Stone King Rally, Lee Craigie

The Stone King Rally is a hard, technical route that eventually delivers riders to the sea exhausted and reeling but utterly euphoric. I could see the appeal of racing this route, but I know that flying to a start line and being shuttled to the top of descents would leave me feeling unfulfilled. Instead, I wanted to ride the route under my own steam and travel to and from it using trains and ferries. I would carry everything I needed to eat and sleep along the way, resupplying from local shops and camping on high cols. My ride would be different but—I hoped—simpler and more peaceful this way.

  • Stone King Rally, Lee Craigie
  • Stone King Rally, Lee Craigie

I spoke to Ash Smith, the Stone King Rally race organiser, unsure what he would make of my plan but was pleasantly surprised by his enthusiasm. Ash works tirelessly with local communities to uncover new trails through his beloved mountains each year, always with the intention of bolstering the local economy and giving something back through his trail stewardship. He loves the mountains and mountain biking and wants mountain bike tourism to be a sustainable source of income for remote communities.

Not being a self-supported riding enthusiast himself, Ash was unsure what it would be like to bikepack his route, but he was up for helping my attempt in any way he could and gave me invaluable information on what I could expect from each stage, including some “wormholes” I could use to miss out some of the race route should time not be on my side. I already knew that time would not be on my side and that it would be my mission to ensure I didn’t let any feelings of time running away impact my ability to remain fully present and enjoy each moment as if it were a gift I’d never have the chance to unwrap again.

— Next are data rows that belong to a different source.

//! Login and logout handlers

use anyhow::{Context, Result};
use taskly_core::{Engine, Notification, NotificationType};

use crate::output::Output;

/// Sign in as `user_id` on this device
///
/// Any other device signed in to the account is logged out by its session
/// watch. Rows created while signed out are claimed for the account.
pub async fn login(
    engine: &Engine,
    user_id: String,
    token: String,
    refresh_token: Option<String>,
    output: &Output,
) -> Result<()> {
    if engine.config().remote_url.is_none() {
        output.message("No remote configured; data stays on this device.");
    }

    engine
        .login(&user_id, token, refresh_token)
        .await
        .context("Login failed")?;

    engine
        .notifications()
        .add(
            Notification::new(format!("Signed in as {}", user_id), NotificationType::Success),
            false,
        )
        .await?;

    output.success(&format!("Signed in as {}", user_id));
    if engine.sessions().is_registration_pending() {
        output.message("Could not claim the session for this device; log in again once online.");
    }
    Ok(())
}

pub async fn logout(engine: &Engine, output: &Output) -> Result<()> {
    match engine.logout().await {
        Some(user_id) => output.success(&format!("Signed out {}", user_id)),
        None => output.message("Not signed in."),
    }
    Ok(())
}
//! Command handlers

pub mod config;
pub mod notification;
pub mod project;
pub mod session;
pub mod status;
pub mod sync;
pub mod task;

use anyhow::{bail, Result};

/// Resolve a full id or unique prefix among `(id, label)` candidates
pub(crate) fn resolve_id<'a>(
    what: &str,
    input: &str,
    candidates: impl IntoIterator<Item = (&'a str, &'a str)>,
) -> Result<String> {
    let mut matches: Vec<(&str, &str)> = Vec::new();
    for (id, label) in candidates {
        if id == input {
            return Ok(id.to_string());
        }
        if id.starts_with(input) {
            matches.push((id, label));
        }
    }

    match matches.len() {
        0 => bail!("No {} found matching: {}", what, input),
        1 => Ok(matches[0].0.to_string()),
        _ => {
            eprintln!("Multiple {}s match '{}':", what, input);
            for (id, label) in &matches {
                eprintln!("  {} - {}", id, label);
            }
            bail!("Ambiguous ID. Please provide more characters.");
        }
    }
}

#[cfg(test)]
mod tests {
    use super::*;

    #[test]
    fn test_resolve_id() {
        let items = [("abc123", "first"), ("abd456", "second")];

        assert_eq!(resolve_id("task", "abc", items).unwrap(), "abc123");
        assert_eq!(resolve_id("task", "abd456", items).unwrap(), "abd456");
        assert!(resolve_id("task", "ab", items).is_err());
        assert!(resolve_id("task", "zz", items).is_err());
    }
}
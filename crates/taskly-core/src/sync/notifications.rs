//! Notification-specific coordinator operations

use tracing::debug;

use super::coordinator::{RemoteScope, SyncCoordinator, SyncResult};
use crate::models::Notification;
use crate::storage::Filter;

pub type NotificationCoordinator = SyncCoordinator<Notification>;

impl SyncCoordinator<Notification> {
    /// Record a notification, optionally surfacing it right away
    ///
    /// Stored like any created entity; afterwards the oldest local
    /// notifications beyond the retention limit are pruned.
    pub async fn add(&self, notification: Notification, show_toast: bool) -> SyncResult<Notification> {
        let notification = self.create(notification).await?;
        if show_toast {
            self.advisory.advise(&notification.message);
        }
        self.prune().await?;
        Ok(notification)
    }

    /// Drop local notifications beyond the retention limit, oldest first
    ///
    /// Remote copies are kept.
    pub async fn prune(&self) -> SyncResult<usize> {
        let Some(limit) = self.retention else {
            return Ok(0);
        };

        let presence = self.presence().await;
        let visible = self
            .collection()
            .find(&Filter::visible_to(presence.user_id.as_deref()))?;
        if visible.len() <= limit {
            return Ok(0);
        }

        let mut pruned = 0;
        for old in visible.iter().skip(limit) {
            if self.collection().delete(&old.id)? {
                pruned += 1;
            }
            if let Some(cache) = &self.cache {
                cache.remove(&old.id);
            }
        }
        debug!(pruned, limit, "Pruned old notifications");
        Ok(pruned)
    }

    /// Delete every visible notification, locally and remotely
    pub async fn clear(&self) -> SyncResult<usize> {
        let presence = self.presence().await;
        let filter = Filter::visible_to(presence.user_id.as_deref());
        self.delete_where(filter, RemoteScope::AllForUser).await
    }
}

#[cfg(test)]
mod tests {
    use super::*;
    use crate::advisory::CollectedAdvisories;
    use crate::models::{NotificationCategory, NotificationType};
    use crate::remote::RemoteEntity;
    use crate::sync::coordinator::tests::{harness, FakeAuth};
    use chrono::Duration;
    use std::sync::Arc;

    #[tokio::test]
    async fn test_add_with_toast_and_retention() {
        let advisories = Arc::new(CollectedAdvisories::new());
        let mut h = harness::<Notification>(FakeAuth::signed_in("u1"), true);
        h.coordinator = h
            .coordinator
            .with_advisory(advisories.clone())
            .with_retention(2);

        let base = crate::models::now_millis();
        for (i, message) in ["first", "second", "third"].into_iter().enumerate() {
            let mut n = Notification::new(message, NotificationType::Info)
                .with_category(NotificationCategory::Task);
            n.timestamp = base + Duration::seconds(i as i64);
            h.coordinator.add(n, i == 2).await.unwrap();
        }

        assert_eq!(advisories.drain(), vec!["third"]);

        let kept: Vec<String> = h
            .coordinator
            .collection()
            .find_all()
            .unwrap()
            .into_iter()
            .map(|n| n.message)
            .collect();
        assert_eq!(kept, vec!["third", "second"]);

        // Pruning is local only
        assert_eq!(h.remote.count(&Notification::collection_for("u1")), 3);
    }

    #[tokio::test]
    async fn test_list_newest_first() {
        let h = harness::<Notification>(FakeAuth::signed_out(), false);
        let base = crate::models::now_millis();
        for (i, message) in ["old", "new"].into_iter().enumerate() {
            let mut n = Notification::new(message, NotificationType::Success);
            n.timestamp = base + Duration::seconds(i as i64);
            h.coordinator.add(n, false).await.unwrap();
        }

        let listed = h.coordinator.list().await.unwrap();
        assert_eq!(listed[0].message, "new");
        assert_eq!(listed[1].message, "old");
    }

    #[tokio::test]
    async fn test_clear() {
        let h = harness::<Notification>(FakeAuth::signed_in("u1"), true);
        h.coordinator
            .add(Notification::new("a", NotificationType::Warning), false)
            .await
            .unwrap();
        h.coordinator
            .add(Notification::new("b", NotificationType::Error), false)
            .await
            .unwrap();

        assert_eq!(h.coordinator.clear().await.unwrap(), 2);
        assert!(h.coordinator.list().await.unwrap().is_empty());
        assert_eq!(h.remote.count(&Notification::collection_for("u1")), 0);
        assert_eq!(h.remote.committed_batches(), vec![2]);
    }
}
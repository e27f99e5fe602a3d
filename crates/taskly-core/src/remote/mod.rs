//! Remote document store
//!
//! The cloud source of truth: JSON documents sharded per user under
//! `{collection}/{userId}/{userCollection}/{id}`.
//!
//! - `DocumentStore`: backend contract (get/set/query/delete, batches, watch)
//! - `HttpDocumentStore`: the network backend
//! - `MemoryDocumentStore`: in-process backend for local-only mode and tests
//! - `RemoteCollection`: typed per-entity operations on top of a backend

pub mod codec;
pub mod collection;
pub mod document;
pub mod error;
pub mod http;
pub mod memory;
pub mod store;

pub use collection::RemoteCollection;
pub use document::{CollectionPath, Document, DocumentPath, FieldFilter, RemoteDocument, RemoteEntity};
pub use error::{RemoteError, RemoteResult};
pub use http::{HttpDocumentStore, ReconnectPolicy};
pub use memory::MemoryDocumentStore;
pub use store::{BatchWrite, DocumentStore, Subscription, WriteBatch, BATCH_LIMIT};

Stone King Rally, Lee Craigie
  • Stone King Rally, Lee Craigie
  • Stone King Rally, Lee Craigie
  • Stone King Rally, Lee Craigie

I let the race get underway before I began my journey. When the gun went off on the first stage of the 2023 Stone King Rally, I was floating somewhere on the North Sea between Newcastle and Amsterdam. From Amsterdam, I’d break my bike down into a bag and carry it on a high-speed train to Paris. At the Gare du Nord, I’d reassemble my steed and ride through Paris to the Gare de Austerliz, where I’d board the night train and slumber away the miles between Paris and Briançon before riding over the Col d’Izord to reach the beginning of stage one.

  • Stone King Rally, Lee Craigie
  • Stone King Rally, Lee Craigie

On paper, the whole thing looked like a painful and expensive faff, but in reality, once I had accepted the inevitable pace of things, I knew I’d appreciate the privilege of arriving in the Alps with my body and soul intact. The mountain clothing equipment company Rab would pick up my travel costs, keen to support a low-carbon adventure and promote their new biking range. I’d travel to the Alps with my partner Alice so we could document the journey properly, but almost immediately, she would return home to complete a long overdue Ph.D., leaving me to journey south alone. I’d document the majority of the journey using a camera phone and a drone until meeting up with photographer Camille McMillan somewhere in the Maritime Alps.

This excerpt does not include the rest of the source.